2) Starman - Starman
In this story, a not entirely non-corporeal alien (it appears as a ball of blue energy, and yet apparently has enough in the way of physical needs that it needs to get home/back aboard its ship in order to survive) uses its technology to clone a human body to inhabit so that it can go incognito in the US and survive long enough to make a cross-country to make a rendezvous with its mothership. Along the way, it experiences human sensations, interacts with the natives, and falls in love with the woman it's kidnapped (the widow of the human it cloned), and in so doing, it learns - at least a little - what it means to be human, conversely discovering a bit about its own species and what they're lacking. Starman is also worth watching to see Jeff Bridges' performance as the alien. You can see why Bridges was nominated for a Best Actor Oscar the year the film came out - he's extremely convincing as a character that has to learn how to use its body from the ground up, how to communicate with humans, and how to navigate American culture. He's totally believeable as alien - even at the end, when the character has experienced so much, developed a degree of understanding of it, and has enjoyed some of it, for all his appearance, this character is still undisputably inhuman.
1) Q - Star Trek the Next Generation/Deep Space Nine/Voyager
Was there ever any question about who would get the number one spot on this list?
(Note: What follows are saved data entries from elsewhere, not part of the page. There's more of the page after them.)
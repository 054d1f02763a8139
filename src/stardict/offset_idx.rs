//! Paged access to an uncompressed `.idx` file, with the `.oft` page-offset
//! cache.
//!
//! The index is never held in memory as a whole. Entries are grouped into
//! 32-entry pages; a page-offset table (built by one scan of the file, or
//! restored from the `.oft` cache) gives each page's byte position, and a
//! single page buffer is reloaded on demand. Three anchor pages plus the
//! very last entry are kept decoded so the outer binary search rarely
//! touches the disk.

use std::cmp::Ordering;
use std::fs::File;
use std::io::{Read, Seek, SeekFrom, Write};
use std::path::{Path, PathBuf};

use byteorder::{BigEndian, ByteOrder};
use log::{debug, info, warn};

use super::compare::ascii_strcasecmp;
use super::error::{DictError, Result};
use super::idx::{IndexEntry, IndexFile};
use super::mapfile::MapFile;
use super::WordLookup;

const ENTRIES_PER_PAGE: usize = 32;
const CACHE_MAGIC: &[u8] = b"StarDict's Cache, Version: 0.2";
const CACHE_SENTINEL: u32 = 0x51a4_d1c1;
/// Longest legal key (255 bytes plus NUL) plus the two u32 entry fields.
const FIRST_KEY_BUF: usize = 256 + 8;

#[derive(Debug, Clone)]
struct PageEntry {
    key: Vec<u8>,
    offset: u32,
    size: u32,
}

#[derive(Default)]
struct Page {
    idx: Option<usize>,
    entries: Vec<PageEntry>,
}

struct Anchor {
    idx: usize,
    key: Vec<u8>,
}

/// Paged `.idx` reader.
pub struct OffsetIndex {
    idxfile: File,
    wordcount: usize,
    /// Byte position of each page; the final slot is the end of the file,
    /// needed to size the last page.
    wordoffset: Vec<u32>,
    page: Page,
    first: Anchor,
    last: Anchor,
    middle: Anchor,
    real_last: Anchor,
}

impl OffsetIndex {
    /// Open the index at `path`, restoring or rebuilding the page-offset
    /// table. `index_file_size` is the `.ifo`-declared file size; `verbose`
    /// reports cache writes.
    pub fn load(
        path: &Path,
        wordcount: usize,
        index_file_size: u64,
        verbose: bool,
    ) -> Result<Self> {
        let npages = (wordcount - 1) / ENTRIES_PER_PAGE + 2;
        let mut wordoffset = vec![0u32; npages];

        if !load_cache(path, &mut wordoffset) {
            build_page_table(path, wordcount, index_file_size, &mut wordoffset)?;
            if !save_cache(path, &wordoffset, verbose) {
                warn!("cache update failed for {}", path.display());
            }
        }

        let idxfile = File::open(path)?;
        let mut index = OffsetIndex {
            idxfile,
            wordcount,
            wordoffset,
            page: Page::default(),
            first: Anchor {
                idx: 0,
                key: Vec::new(),
            },
            last: Anchor {
                idx: npages - 2,
                key: Vec::new(),
            },
            middle: Anchor {
                idx: (npages - 2) / 2,
                key: Vec::new(),
            },
            real_last: Anchor {
                idx: wordcount - 1,
                key: Vec::new(),
            },
        };
        index.first.key = index.read_first_on_page_key(0)?;
        index.last.key = index.read_first_on_page_key(npages - 2)?;
        index.middle.key = index.read_first_on_page_key((npages - 2) / 2)?;
        index.real_last.key = index.key_at(wordcount - 1)?;
        Ok(index)
    }

    /// Load the page holding 32 consecutive entries, reusing the buffer
    /// when it is already resident. Returns the entry count of the page
    /// (the final page may be short).
    fn load_page(&mut self, page_idx: usize) -> Result<usize> {
        let mut nentr = ENTRIES_PER_PAGE;
        if page_idx == self.wordoffset.len() - 2 {
            let rem = self.wordcount % ENTRIES_PER_PAGE;
            if rem != 0 {
                nentr = rem;
            }
        }

        if self.page.idx != Some(page_idx) {
            let size =
                (self.wordoffset[page_idx + 1] - self.wordoffset[page_idx]) as usize;
            let mut data = vec![0u8; size];
            self.idxfile
                .seek(SeekFrom::Start(u64::from(self.wordoffset[page_idx])))?;
            self.idxfile.read_exact(&mut data)?;

            let mut entries = Vec::with_capacity(nentr);
            let mut pos = 0usize;
            for _ in 0..nentr {
                let nul = data[pos..].iter().position(|&b| b == 0).ok_or_else(|| {
                    DictError::Malformed("index page entry lacks its terminator".to_string())
                })?;
                let key = data[pos..pos + nul].to_vec();
                pos += nul + 1;
                if pos + 8 > data.len() {
                    return Err(DictError::Malformed(
                        "index page entry overruns the page".to_string(),
                    ));
                }
                let offset = BigEndian::read_u32(&data[pos..pos + 4]);
                let size = BigEndian::read_u32(&data[pos + 4..pos + 8]);
                pos += 8;
                entries.push(PageEntry { key, offset, size });
            }
            self.page = Page {
                idx: Some(page_idx),
                entries,
            };
        }

        Ok(nentr)
    }

    /// One short read for a page's first key, bypassing the page buffer.
    fn read_first_on_page_key(&mut self, page_idx: usize) -> Result<Vec<u8>> {
        let page_size =
            (self.wordoffset[page_idx + 1] - self.wordoffset[page_idx]) as usize;
        let mut buf = vec![0u8; page_size.min(FIRST_KEY_BUF)];
        self.idxfile
            .seek(SeekFrom::Start(u64::from(self.wordoffset[page_idx])))?;
        self.idxfile.read_exact(&mut buf)?;
        let nul = buf.iter().position(|&b| b == 0).ok_or_else(|| {
            DictError::Malformed("index key exceeds the 255-byte limit".to_string())
        })?;
        buf.truncate(nul);
        Ok(buf)
    }

    /// A page's first key, served from an anchor when possible.
    fn get_first_on_page_key(&mut self, page_idx: usize) -> Result<Vec<u8>> {
        if page_idx < self.middle.idx {
            if page_idx == self.first.idx {
                Ok(self.first.key.clone())
            } else {
                self.read_first_on_page_key(page_idx)
            }
        } else if page_idx > self.middle.idx {
            if page_idx == self.last.idx {
                Ok(self.last.key.clone())
            } else {
                self.read_first_on_page_key(page_idx)
            }
        } else {
            Ok(self.middle.key.clone())
        }
    }

    fn key_at(&mut self, idx: usize) -> Result<Vec<u8>> {
        Ok(self.entry_at(idx)?.0)
    }

    fn entry_at(&mut self, idx: usize) -> Result<(Vec<u8>, u32, u32)> {
        if idx >= self.wordcount {
            return Err(DictError::IndexOutOfRange {
                index: idx,
                count: self.wordcount,
            });
        }
        self.load_page(idx / ENTRIES_PER_PAGE)?;
        let entry = &self.page.entries[idx % ENTRIES_PER_PAGE];
        Ok((entry.key.clone(), entry.offset, entry.size))
    }
}

impl IndexFile for OffsetIndex {
    fn key(&mut self, idx: usize) -> Result<String> {
        Ok(String::from_utf8_lossy(&self.key_at(idx)?).into_owned())
    }

    fn entry(&mut self, idx: usize) -> Result<IndexEntry> {
        let (key, offset, size) = self.entry_at(idx)?;
        Ok(IndexEntry {
            key: String::from_utf8_lossy(&key).into_owned(),
            offset,
            size,
        })
    }

    fn lookup(&mut self, word: &str) -> Result<WordLookup> {
        let word = word.as_bytes();
        let mut res = WordLookup::default();

        if ascii_strcasecmp(word, &self.first.key) == Ordering::Less {
            res.next_idx = Some(0);
            return Ok(res);
        }
        if ascii_strcasecmp(word, &self.real_last.key) == Ordering::Greater {
            res.next_idx = None;
            return Ok(res);
        }

        // Stage one: find the page whose first key equals the query, or the
        // page preceding it when no page starts with the query.
        let (mut from, mut to) = (0isize, (self.wordoffset.len() - 2) as isize);
        let mut mid = 0isize;
        let mut found = false;
        while from <= to {
            mid = (from + to) / 2;
            match ascii_strcasecmp(word, &self.get_first_on_page_key(mid as usize)?) {
                Ordering::Greater => from = mid + 1,
                Ordering::Less => to = mid - 1,
                Ordering::Equal => {
                    found = true;
                    break;
                }
            }
        }

        let page_idx;
        let mut in_page = 0usize;
        if found {
            // An equal first key may not be the first duplicate, but the
            // backwards walk below catches entries on earlier pages.
            page_idx = mid as usize;
        } else {
            page_idx = to as usize;
            // Stage two: binary search inside the page that should contain
            // the query, so a miss yields the same next_idx contract as the
            // in-memory index.
            let nentr = self.load_page(page_idx)?;
            let (mut ifrom, mut ito) = (0isize, nentr as isize - 1);
            while ifrom <= ito {
                let imid = (ifrom + ito) / 2;
                match ascii_strcasecmp(word, &self.page.entries[imid as usize].key) {
                    Ordering::Greater => ifrom = imid + 1,
                    Ordering::Less => ito = imid - 1,
                    Ordering::Equal => {
                        found = true;
                        in_page = imid as usize;
                        break;
                    }
                }
            }
            if !found {
                res.next_idx = Some(page_idx * ENTRIES_PER_PAGE + ifrom as usize);
                return Ok(res);
            }
        }

        res.found = true;
        let global = page_idx * ENTRIES_PER_PAGE + in_page;

        // Walk linearly behind and ahead of the match, across page
        // boundaries, so every duplicate headword is reported.
        let mut head = global as isize - 1;
        while head >= 0
            && ascii_strcasecmp(word, &self.key_at(head as usize)?) == Ordering::Equal
        {
            res.indices.insert(head as usize);
            head -= 1;
        }
        let mut tail = global;
        loop {
            res.indices.insert(tail);
            tail += 1;
            if tail > self.real_last.idx
                || ascii_strcasecmp(word, &self.key_at(tail)?) != Ordering::Equal
            {
                break;
            }
        }
        Ok(res)
    }
}

/// Scan the whole index once to record where each 32-entry page begins.
fn build_page_table(
    path: &Path,
    wordcount: usize,
    index_file_size: u64,
    wordoffset: &mut [u32],
) -> Result<()> {
    let map = MapFile::open(path)?;
    if map.len() as u64 != index_file_size {
        return Err(DictError::WrongSize {
            what: ".idx file",
            declared: index_file_size,
            actual: map.len() as u64,
        });
    }
    let data = map.data();

    let mut pos = 0usize;
    let mut slot = 0usize;
    for i in 0..wordcount {
        let nul = data[pos..].iter().position(|&b| b == 0).ok_or_else(|| {
            DictError::Malformed("index entry key lacks its terminator".to_string())
        })?;
        if i % ENTRIES_PER_PAGE == 0 {
            wordoffset[slot] = pos as u32;
            slot += 1;
        }
        pos += nul + 1 + 8;
        if pos > data.len() {
            return Err(DictError::Malformed(
                "index entry overruns the file".to_string(),
            ));
        }
    }
    wordoffset[slot] = pos as u32;
    debug!(
        "page table built for {}: {} pages",
        path.display(),
        slot
    );
    Ok(())
}

/// Candidate `.oft` paths, tried in order: next to the index, then in the
/// per-user cache directory.
fn cache_variants(idx_path: &Path) -> Vec<PathBuf> {
    let mut oft = idx_path.as_os_str().to_owned();
    oft.push(".oft");
    let mut variants = vec![PathBuf::from(oft)];

    if let Some(cache_root) = dirs::cache_dir() {
        let dir = cache_root.join("sdcv");
        if ensure_cache_dir(&dir) {
            if let Some(base) = idx_path.file_name() {
                let mut name = base.to_owned();
                name.push(".oft");
                variants.push(dir.join(name));
            }
        }
    }
    variants
}

fn ensure_cache_dir(dir: &Path) -> bool {
    if dir.is_dir() {
        return true;
    }
    #[cfg(unix)]
    {
        use std::os::unix::fs::DirBuilderExt;
        std::fs::DirBuilder::new()
            .recursive(true)
            .mode(0o700)
            .create(dir)
            .is_ok()
    }
    #[cfg(not(unix))]
    {
        std::fs::create_dir_all(dir).is_ok()
    }
}

/// Restore the page table from an `.oft` cache: the magic string, the
/// sentinel word and the table itself, all in host byte order. A cache
/// older than the index, or with either magic wrong, is ignored.
fn load_cache(idx_path: &Path, wordoffset: &mut [u32]) -> bool {
    for candidate in cache_variants(idx_path) {
        let newer_than_idx = match (modified_time(idx_path), modified_time(&candidate)) {
            (Some(idx_mtime), Some(cache_mtime)) => cache_mtime >= idx_mtime,
            _ => false,
        };
        if !newer_than_idx {
            continue;
        }
        let map = match MapFile::open(&candidate) {
            Ok(map) => map,
            Err(_) => continue,
        };
        let data = map.data();
        let header_len = CACHE_MAGIC.len() + 4;
        if data.len() < header_len + wordoffset.len() * 4 || !data.starts_with(CACHE_MAGIC) {
            continue;
        }
        let sentinel = u32::from_ne_bytes(
            data[CACHE_MAGIC.len()..header_len].try_into().unwrap(),
        );
        if sentinel != CACHE_SENTINEL {
            continue;
        }
        for (slot, chunk) in wordoffset
            .iter_mut()
            .zip(data[header_len..].chunks_exact(4))
        {
            *slot = u32::from_ne_bytes(chunk.try_into().unwrap());
        }
        debug!(
            "page table restored from cache {}",
            candidate.display()
        );
        return true;
    }
    false
}

fn save_cache(idx_path: &Path, wordoffset: &[u32], verbose: bool) -> bool {
    for candidate in cache_variants(idx_path) {
        let write = || -> std::io::Result<()> {
            let mut out = File::create(&candidate)?;
            out.write_all(CACHE_MAGIC)?;
            out.write_all(&CACHE_SENTINEL.to_ne_bytes())?;
            for &off in wordoffset {
                out.write_all(&off.to_ne_bytes())?;
            }
            Ok(())
        };
        if write().is_ok() {
            if verbose {
                info!("save to cache {}", candidate.display());
            }
            return true;
        }
    }
    false
}

fn modified_time(path: &Path) -> Option<std::time::SystemTime> {
    std::fs::metadata(path).and_then(|m| m.modified()).ok()
}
Whether he's posing real, lasting harm by forcing a collision with the Borg or threatening to extinguish humanity himself, or whether he's simply being a pain in the ass playing jokes on Picard or making fun of Riker, Q is the most memorable alien to have taken human form. Admittedly, that's a strong claim to make considering shape shifters and highly-evolved entities taking human form are par for the course in the Trek franchises. But John DeLancie's performance was so deliciously over-the-top that any time Q was on screen you couldn't take your eyes off him. Q may have been guilty of many things, but never of being boring. I think ultimately part of the attraction of Q's character is that for all his power and knowledge, the fact that he looked like us reminded the audience that some things never change - it was a visual statement that even if our species were to attain such evolutionary heights, even if we were to shed our corporeal forms and be able to look like whatever we wanted ("We've all been the dog!"), we'd still probably behave the same, we'd still look like humans on the inside.
So who/what are your nominations for the best aliens to take human form?